In the featured folktales, we learn the impact of misjudging the character of another, and understand that an evil act does not require a person to return evil with evil.
The learner will:
- identify the historical and geographic settings of folktales.
- identify the message and connections to philanthropy.
Youth access to these folktales (Learning to Give has permission to make these folktales available online to readers):
Discuss what the addition of a pet means to a family and whether or not it changes family dynamics. Can a family pet make others more generous?
- "Beth Gellert." Jacobs, Joseph.
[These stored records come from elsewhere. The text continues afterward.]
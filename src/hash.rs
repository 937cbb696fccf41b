mod merkledamgard;
pub mod sha512;

pub use {
    merkledamgard::{CompressionFn, DaviesMeyer, DaviesMeyerStep, MerkleDamgard, MerkleDamgardPad},
    sha512::{Sha512, Sha512Context},
};

/// A cryptographic hash function over an in-memory preimage.
///
/// SHA-512 is the only hash family this crate carries, but the trait keeps
/// the shape the teacher's SHA-1/SHA-2 implementations already used, so the
/// [Merkle-Damgard](MerkleDamgard) plumbing beneath it stays generic in the
/// digest width rather than hardcoded to 64 bytes.
pub trait Hash {
    type Output;

    fn hash(&self, preimage: Preimage<&[u8]>) -> Digest<Self::Output>;
}

/// Input to a [hash function](Hash).
#[derive(Debug, Clone, Copy)]
pub struct Preimage<T>(pub T);

/// Output of a [hash function](Hash).
#[derive(Debug, Clone, Copy, PartialEq, Eq)]
pub struct Digest<T>(pub T);

/// The encryption half of a block cipher, as required by the
/// [Davies-Meyer](DaviesMeyer) construction underlying SHA-2-family hash
/// functions. This is a narrower trait than a real block cipher: SHACAL-2
/// style ciphers built for Davies-Meyer never need decryption.
pub trait BlockEncrypt {
    type EncryptionBlock;
    type EncryptionKey;

    fn encrypt(
        &self,
        data: Self::EncryptionBlock,
        key: Self::EncryptionKey,
    ) -> Self::EncryptionBlock;
}
mod daviesmeyer;

use std::marker::PhantomData;

pub use daviesmeyer::{DaviesMeyer, DaviesMeyerStep};

use super::{Digest, Hash, Preimage};

/// A compression function folds one preimage block into the running hash
/// state.
pub trait CompressionFn {
    type State;
    type Block;

    fn compress(&self, state: Self::State, block: Self::Block) -> Self::State;
}

/// Splits a preimage of arbitrary length into the fixed-size blocks a
/// [`CompressionFn`] consumes, appending whatever padding the construction
/// requires (a domain bit, zero-fill, a trailing length field, ...).
pub trait MerkleDamgardPad {
    type Block;

    fn pad(&self, preimage: Preimage<&[u8]>) -> impl Iterator<Item = Self::Block>;
}

/// The Merkle-Damgard construction: fold a padded preimage through a
/// [`CompressionFn`], starting from a fixed initialization vector.
///
/// SHA-1 and SHA-2 are both built this way, with the compression function
/// itself a [Davies-Meyer](DaviesMeyer) step around a dedicated block
/// cipher (SHACAL-1 and SHACAL-2 respectively). This crate only needs the
/// SHA-512 member of that family, but keeps the construction generic in
/// `State`/`Block` so the 512-bit instantiation is a plain width change,
/// not a rewrite.
#[derive(Debug)]
pub struct MerkleDamgard<State, Block, Cf, Pad> {
    compress: Cf,
    pad: Pad,
    iv: State,
    _block: PhantomData<Block>,
}

impl<State, Block, Cf, Pad> MerkleDamgard<State, Block, Cf, Pad> {
    pub fn new(compress: Cf, pad: Pad, iv: State) -> Self {
        Self {
            compress,
            pad,
            iv,
            _block: PhantomData,
        }
    }
}

impl<State, Block, Cf, Pad> Hash for MerkleDamgard<State, Block, Cf, Pad>
where
    Cf: CompressionFn<State = State, Block = Block>,
    Pad: MerkleDamgardPad<Block = Block>,
    State: Clone,
{
    type Output = State;

    fn hash(&self, preimage: Preimage<&[u8]>) -> Digest<State> {
        let state = self
            .pad
            .pad(preimage)
            .fold(self.iv.clone(), |state, block| {
                self.compress.compress(state, block)
            });
        Digest(state)
    }
}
Originally published in 1892 in Celtic Fairy Tales.
- "Evil Allures, But Good Endures." Tolstoy, Leo. 1885.
Talk about examples of animal loyalty, especially dogs.
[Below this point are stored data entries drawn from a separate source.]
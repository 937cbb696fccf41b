use {super::test, crate::Sha512};

/// SHA-512 test vectors, from FIPS 180-4 and RFC 6234.
#[test]
fn sha512() {
    let hash = Sha512::default();

    test(
        &hash,
        b"abc",
        &[
            0xdd, 0xaf, 0x35, 0xa1, 0x93, 0x61, 0x7a, 0xba, 0xcc, 0x41, 0x73, 0x49, 0xae, 0x20,
            0x41, 0x31, 0x12, 0xe6, 0xfa, 0x4e, 0x89, 0xa9, 0x7e, 0xa2, 0x0a, 0x9e, 0xee, 0xe6,
            0x4b, 0x55, 0xd3, 0x9a, 0x21, 0x92, 0x99, 0x2a, 0x27, 0x4f, 0xc1, 0xa8, 0x36, 0xba,
            0x3c, 0x23, 0xa3, 0xfe, 0xeb, 0xbd, 0x45, 0x4d, 0x44, 0x23, 0x64, 0x3c, 0xe8, 0x0e,
            0x2a, 0x9a, 0xc9, 0x4f, 0xa5, 0x4c, 0xa4, 0x9f,
        ],
    );

    test(
        &hash,
        b"abcdefghbcdefghicdefghijdefghijkefghijklfghijklmghijklmnhijklmnoijklmnopjklmnopqklmnopqrlmnopqrsmnopqrstnopqrstu",
        &[
            0x8e, 0x95, 0x9b, 0x75, 0xda, 0xe3, 0x13, 0xda, 0x8c, 0xf4, 0xf7, 0x28, 0x14, 0xfc,
            0x14, 0x3f, 0x8f, 0x77, 0x79, 0xc6, 0xeb, 0x9f, 0x7f, 0xa1, 0x72, 0x99, 0xae, 0xad,
            0xb6, 0x88, 0x90, 0x18, 0x50, 0x1d, 0x28, 0x9e, 0x49, 0x00, 0xf7, 0xe4, 0x33, 0x1b,
            0x99, 0xde, 0xc4, 0xb5, 0x43, 0x3a, 0xc7, 0xd3, 0x29, 0xee, 0xb6, 0xdd, 0x26, 0x54,
            0x5e, 0x96, 0xe5, 0x5b, 0x87, 0x4b, 0xe9, 0x09,
        ],
    );

    test(&hash, b"", &[
        0xcf, 0x83, 0xe1, 0x35, 0x7e, 0xef, 0xb8, 0xbd, 0xf1, 0x54, 0x28, 0x50, 0xd6, 0x6d,
        0x80, 0x07, 0xd6, 0x20, 0xe4, 0x05, 0x0b, 0x57, 0x15, 0xdc, 0x83, 0xf4, 0xa9, 0x21,
        0xd3, 0x6c, 0xe9, 0xce, 0x47, 0xd0, 0xd1, 0x3c, 0x5d, 0x85, 0xf2, 0xb0, 0xff, 0x83,
        0x18, 0xd2, 0x87, 0x7e, 0xec, 0x2f, 0x63, 0xb9, 0x31, 0xbd, 0x47, 0x41, 0x7a, 0x81,
        0xa5, 0x38, 0x32, 0x7a, 0xf9, 0x27, 0xda, 0x3e,
    ]);
}

/// One million repetitions of `'a'`, the long-input vector from FIPS 180-4.
#[test]
fn sha512_one_million_a() {
    let hash = Sha512::default();
    let preimage = vec![b'a'; 1_000_000];

    test(
        &hash,
        &preimage,
        &[
            0xe7, 0x18, 0x48, 0x3d, 0x0c, 0xe7, 0x69, 0x64, 0x4e, 0x2e, 0x42, 0xc7, 0xbc, 0x15,
            0xb4, 0x63, 0x8e, 0x1f, 0x98, 0xb1, 0x3b, 0x20, 0x44, 0x28, 0x56, 0x32, 0xa8, 0x03,
            0xaf, 0xa9, 0x73, 0xeb, 0xde, 0x0f, 0xf2, 0x44, 0x87, 0x7e, 0xa6, 0x0a, 0x4c, 0xb0,
            0x43, 0x2c, 0xe5, 0x77, 0xc3, 0x1b, 0xeb, 0x00, 0x9c, 0x5c, 0x2c, 0x49, 0xaa, 0x2e,
            0x4e, 0xad, 0xb2, 0x17, 0xad, 0x8c, 0xc0, 0x9b,
        ],
    );
}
The story "Beth Gellert" is a Welsh folktale. The story "Evil Allures, But Good Endures" is a Russian folktale. On a map, locate Wales and Russia and give their absolute locations (longitude and latitude) and relative locations (general descriptors of where the places are located). Describe Wales and Russia with physical characteristics and human characteristics.
Read "Beth Gellert" together and discuss the message and connection to philanthropy.
- What character traits did Gellert reveal in the story? Why didn’t Prince Llewelyn give Gellert the benefit of the doubt before he made the grave mistake of misjudging his dog?
- When do people forget to give others the benefit of the doubt before misjudging them or their actions?
- Gellert gave two "gifts" to his master. The most obvious one was that he saved the life of the heir. What exactly was the second gift/lesson?
- Prince Llewelyn was grief-stricken over misjudging his dog and killing it. How did he atone for his action?
Read "Evil Allures, But Good Endures" together and discuss the message and connection to philanthropy.
- Assign these characters (slaves, devil, Aleb, master) to each of four groups who list characteristics that describe their character. Encourage them to also make inferences which provide further insight to their characters.
- Discuss what they feel gives the master the ability to hold his anger and act in such a virtuous manner. Do they feel this is a believable conclusion?
Compare/contrast the masters in the two stories using a Venn Diagram.